Hong Kong's regulatory agencies, such as the Securities and Futures Commission (SFC), have maintained a positive attitude towards blockchain and cryptocurrencies. This year, Hong Kong launched its first batch of cryptocurrency ETFs, marking an important step for the Hong Kong market in financial innovation and digital assets.
In addition, there have been many initiatives in Hong Kong recently to promote the development of various RWA applications, such as Project Ensemble Sandbox, which tests the tokenization of RWA applications in a sandbox environment in Hong Kong, especially in the areas of fixed income, investment funds, and supply chain. In addition, in the trial of the Central Bank Digital Currency (CBDC) in Hong Kong, RWA assets, including real estate, were used as collateral. Furthermore, JD-HKD, a stablecoin pegged to the Hong Kong dollar (HKD) at a 1:1 ratio, issued by JD.com in Hong Kong, has attracted significant market attention.
Against this backdrop, HashKey Exchange, as a representative compliant cryptocurrency exchange in Hong Kong, plays a crucial role as a bridge between crypto assets and real assets in the development of RWA in Hong Kong. The prospects for RWA are highly anticipated globally, and tokens with strong RWA attributes, such as AVAX, have been favored by well-known institutions such as Franklin Templeton and Grayscale. To promote the development of RWA in Hong Kong, HashKey Exchange has also listed AVAX, making it the first batch of new cryptocurrencies to be listed for retail investors in the Hong Kong market after BTC and ETH. With this move, HashKey Exchange has provided investors in the Hong Kong market with more diversified choices, further expanding the application scenarios of cryptocurrencies.

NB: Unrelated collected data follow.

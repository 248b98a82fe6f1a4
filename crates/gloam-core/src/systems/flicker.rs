//! Flicker system - per-frame light intensity wobble

use hecs::World;
use rand::Rng;

use crate::components::{Flicker, LightRig};

/// Re-evaluate every flickering light against the session clock. Two
/// sine terms give the slow breathing, the jitter term the candle spit.
pub fn flicker_system(world: &mut World, t: f32) {
    let mut rng = rand::thread_rng();
    for (_, (flicker, light)) in world.query::<(&Flicker, &mut LightRig)>().iter() {
        let mut v = flicker.base + (t * flicker.freq).sin() * flicker.amp;
        if flicker.slow_amp != 0.0 {
            v += (t * flicker.slow_freq).sin() * flicker.slow_amp;
        }
        if flicker.jitter > 0.0 {
            v += rng.gen::<f32>() * flicker.jitter;
        }
        light.intensity = v.max(0.0);
    }
}

#[cfg(test)]
mod tests {
    use super::*;
    use crate::components::{LightKind, Placement};
    use gloam_logic::color::Rgb8;

    fn point(intensity: f32) -> LightRig {
        LightRig {
            kind: LightKind::Point,
            color: Rgb8::new(255, 200, 120),
            intensity,
            range: 10.0,
            shadows: false,
        }
    }

    #[test]
    fn test_steady_flicker_is_deterministic() {
        let mut world = World::new();
        let light = world.spawn((Placement::at(0.0, 2.0, 0.0), point(0.0), Flicker::steady(20.0, 4.0, 2.0)));
        flicker_system(&mut world, 0.25);
        let expected = 20.0 + (0.25f32 * 2.0).sin() * 4.0;
        let got = world.get::<&LightRig>(light).unwrap().intensity;
        assert!((got - expected).abs() < 1e-5);
    }

    #[test]
    fn test_jitter_stays_within_band() {
        let mut world = World::new();
        let flicker = Flicker { base: 10.0, amp: 2.0, freq: 3.0, slow_amp: 1.0, slow_freq: 0.5, jitter: 5.0 };
        let light = world.spawn((point(0.0), flicker));
        for i in 0..50 {
            let t = i as f32 * 0.016;
            flicker_system(&mut world, t);
            let v = world.get::<&LightRig>(light).unwrap().intensity;
            assert!(v >= 10.0 - 3.0 && v <= 10.0 + 3.0 + 5.0);
        }
    }

    #[test]
    fn test_intensity_never_negative() {
        let mut world = World::new();
        let light = world.spawn((point(0.0), Flicker::steady(0.5, 4.0, 1.0)));
        for i in 0..200 {
            flicker_system(&mut world, i as f32 * 0.1);
            assert!(world.get::<&LightRig>(light).unwrap().intensity >= 0.0);
        }
    }
}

As a compliant cryptocurrency trading platform holding a license from the Hong Kong Securities and Futures Commission (SFC), HashKey Exchange is able to legally provide cryptocurrency trading services to investors, and may become a key force driving the digital transformation of the RWA market in Hong Kong.
Just as the global crypto industry's development relies on the promotion of large compliant institutions such as Coinbase and Grayscale, HashKey Exchange will also play a pivotal role in the development of the crypto industry and financial innovation in Hong Kong.